Find and return every line of the data that contains the word "partial".

▸ **Stored records**

◇ ◇ ◇

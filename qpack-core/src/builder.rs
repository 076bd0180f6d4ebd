use anyhow::{anyhow, Context, Result};
use std::collections::HashSet;
use std::fs::{self, File};
use std::io::{BufWriter, Read, Write};

use crate::bloom;
use crate::chunker::{Chunk, ChunkAssembler};
use crate::compress;
use crate::encoding;
use crate::fileutil;
use crate::format::{DataChunkFileHeader, DataChunkHeader, DATA_FILE_MAGIC, FILE_HEADER_SIZE};
use crate::output::Output;
use crate::project;

/// Cumulative totals across the whole build. `file_count` counts original
/// files (segments with `start_line == 0`), not split segments.
#[derive(Clone, Copy, Debug, Default)]
pub struct BuildStatistics {
    pub file_count: usize,
    pub file_size: u64,
    pub result_size: u64,
}

/// Writes the data pack: feeds files through the chunk assembler and
/// serializes every finished chunk with its Bloom index.
pub struct Builder<'a> {
    out: BufWriter<File>,
    assembler: ChunkAssembler,
    statistics: BuildStatistics,
    output: &'a Output,
    total_files: usize,
    last_result_size: u64,
}

impl<'a> Builder<'a> {
    /// Open `path` and write the pack header. `total_files` drives the
    /// progress percentage; pass 0 to silence progress.
    pub fn create(output: &'a Output, path: &str, total_files: usize) -> Result<Self> {
        let file = File::create(path)
            .with_context(|| format!("opening data file {path} for writing"))?;
        let mut out = BufWriter::new(file);
        out.write_all(DATA_FILE_MAGIC)?;

        Ok(Builder {
            out,
            assembler: ChunkAssembler::new(crate::CHUNK_SIZE),
            statistics: BuildStatistics::default(),
            output,
            total_files,
            last_result_size: 0,
        })
    }

    /// Read, transcode and queue one file. Read failures are reported and
    /// the file is skipped; the pack is still produced without it.
    pub fn append_file(&mut self, path: &str) -> Result<()> {
        match read_file_contents(path) {
            Ok((contents, time_stamp, file_size)) => {
                self.append_file_part(path, 0, &contents, time_stamp, file_size)?;
            }
            Err(err) => {
                self.output.error(&format!("Error reading file {path}: {err:#}\n"));
            }
        }
        Ok(())
    }

    /// Queue one segment of a file; write errors on the pack are fatal.
    pub fn append_file_part(
        &mut self,
        name: &str,
        start_line: u32,
        data: &[u8],
        time_stamp: u64,
        file_size: u64,
    ) -> Result<()> {
        for chunk in self.assembler.append(name, start_line, data, time_stamp, file_size) {
            self.write_chunk(&chunk)?;
        }
        self.print_statistics();
        Ok(())
    }

    /// Flush the remaining partial chunk and hand back the totals.
    pub fn finish(mut self) -> Result<BuildStatistics> {
        for chunk in self.assembler.flush() {
            self.write_chunk(&chunk)?;
        }
        self.out.flush()?;
        self.print_statistics();
        Ok(self.statistics)
    }

    fn write_chunk(&mut self, chunk: &Chunk) -> Result<()> {
        if chunk.files.is_empty() {
            return Ok(());
        }

        let data = serialize_chunk_payload(chunk);
        let (index, iterations) = build_chunk_index(chunk);
        let cdata = compress::compress_chunk(&data);

        let header = DataChunkHeader {
            file_count: chunk.files.len() as u32,
            uncompressed_size: data.len() as u32,
            compressed_size: cdata.len() as u32,
            index_size: index.len() as u32,
            index_hash_iterations: iterations,
            extra_size: 0,
        };
        header.write_to(&mut self.out)?;
        if !index.is_empty() {
            self.out.write_all(&index)?;
        }
        self.out.write_all(&cdata)?;

        for file in &chunk.files {
            if file.start_line == 0 {
                self.statistics.file_count += 1;
            }
        }
        self.statistics.file_size += data.len() as u64;
        self.statistics.result_size += cdata.len() as u64;
        Ok(())
    }

    // One line per distinct cumulative output size, rewritten in place.
    fn print_statistics(&mut self) {
        if self.total_files == 0 || self.last_result_size == self.statistics.result_size {
            return;
        }
        self.last_result_size = self.statistics.result_size;

        let percent = self.statistics.file_count * 100 / self.total_files;
        self.output.print(&format!(
            "\r[{:3}%] {} files, {} Mb in, {} Mb out\r",
            percent,
            self.statistics.file_count,
            self.statistics.file_size / 1024 / 1024,
            self.statistics.result_size / 1024 / 1024
        ));
    }
}

fn read_file_contents(path: &str) -> Result<(Vec<u8>, u64, u64)> {
    let (time_stamp, file_size) =
        fileutil::file_attributes(path).ok_or_else(|| anyhow!("cannot stat"))?;

    let mut data = Vec::new();
    data.try_reserve_exact(file_size as usize).map_err(|_| anyhow!("out of memory"))?;
    File::open(path)?.read_to_end(&mut data)?;

    Ok((encoding::convert_to_utf8(data), time_stamp, file_size))
}

/// Lay out the uncompressed payload: header table, then name bytes, then
/// file data, with per-file offsets relative to the payload start.
fn serialize_chunk_payload(chunk: &Chunk) -> Vec<u8> {
    let header_size = FILE_HEADER_SIZE * chunk.files.len();
    let name_size: usize = chunk.files.iter().map(|f| f.name.len()).sum();
    let data_size: usize = chunk.files.iter().map(|f| f.contents.len()).sum();

    let mut payload = Vec::with_capacity(header_size + name_size + data_size);
    let mut names = Vec::with_capacity(name_size);
    let mut data = Vec::with_capacity(data_size);

    let mut name_offset = header_size;
    let mut data_offset = header_size + name_size;

    for file in &chunk.files {
        DataChunkFileHeader {
            name_offset: name_offset as u32,
            name_length: file.name.len() as u32,
            data_offset: data_offset as u32,
            data_size: file.contents.len() as u32,
            start_line: file.start_line,
            reserved: 0,
            file_size: file.file_size,
            time_stamp: file.time_stamp,
        }
        .encode_into(&mut payload);

        names.extend_from_slice(file.name.as_bytes());
        data.extend_from_slice(file.contents.data());
        name_offset += file.name.len();
        data_offset += file.contents.len();
    }

    payload.extend_from_slice(&names);
    payload.extend_from_slice(&data);
    payload
}

/// Collect the distinct 4-grams of the chunk's contents and fold them into
/// a Bloom filter sized off the raw data. 4-grams that cross a line
/// boundary are skipped; the query side never asks for them.
fn build_chunk_index(chunk: &Chunk) -> (Vec<u8>, u32) {
    let data_size: usize = chunk.files.iter().map(|f| f.contents.len()).sum();
    let index_size = bloom::index_size(data_size);
    if index_size == 0 {
        return (Vec::new(), 0);
    }

    let mut ngrams = HashSet::new();
    for file in &chunk.files {
        for window in file.contents.data().windows(4) {
            if window.iter().all(|&b| b != b'\n') {
                ngrams.insert(bloom::ngram(window[0], window[1], window[2], window[3]));
            }
        }
    }

    let iterations = bloom::hash_iterations(index_size, ngrams.len());
    let mut index = vec![0u8; index_size];
    for key in ngrams {
        bloom::update(&mut index, key, iterations);
    }
    (index, iterations)
}

/// Build `<project>.qgd` from scratch. The pack is written to a temporary
/// sibling and renamed once complete, so readers never see a partial file.
pub fn build_project(output: &Output, path: &str) -> Result<()> {
    output.print(&format!("Building {path}:\n"));
    output.print("Scanning project...\r");

    let group = project::parse_project(path)?;
    let files = project::get_project_group_files(output, &group);

    let target_path = fileutil::replace_extension(path, ".qgd");
    let temp_path = format!("{target_path}_");

    let mut builder = Builder::create(output, &temp_path, files.len())?;
    for file in &files {
        builder.append_file(&file.path)?;
    }
    builder.finish()?;
    output.print("\n");

    fs::rename(&temp_path, &target_path)
        .with_context(|| format!("saving data file {target_path}"))?;
    Ok(())
}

◇ ◇ ◇

▸ **ANSWER SECTION**
    /// Flush the remaining partial chunk and hand back the totals.
/// sibling and renamed once complete, so readers never see a partial file.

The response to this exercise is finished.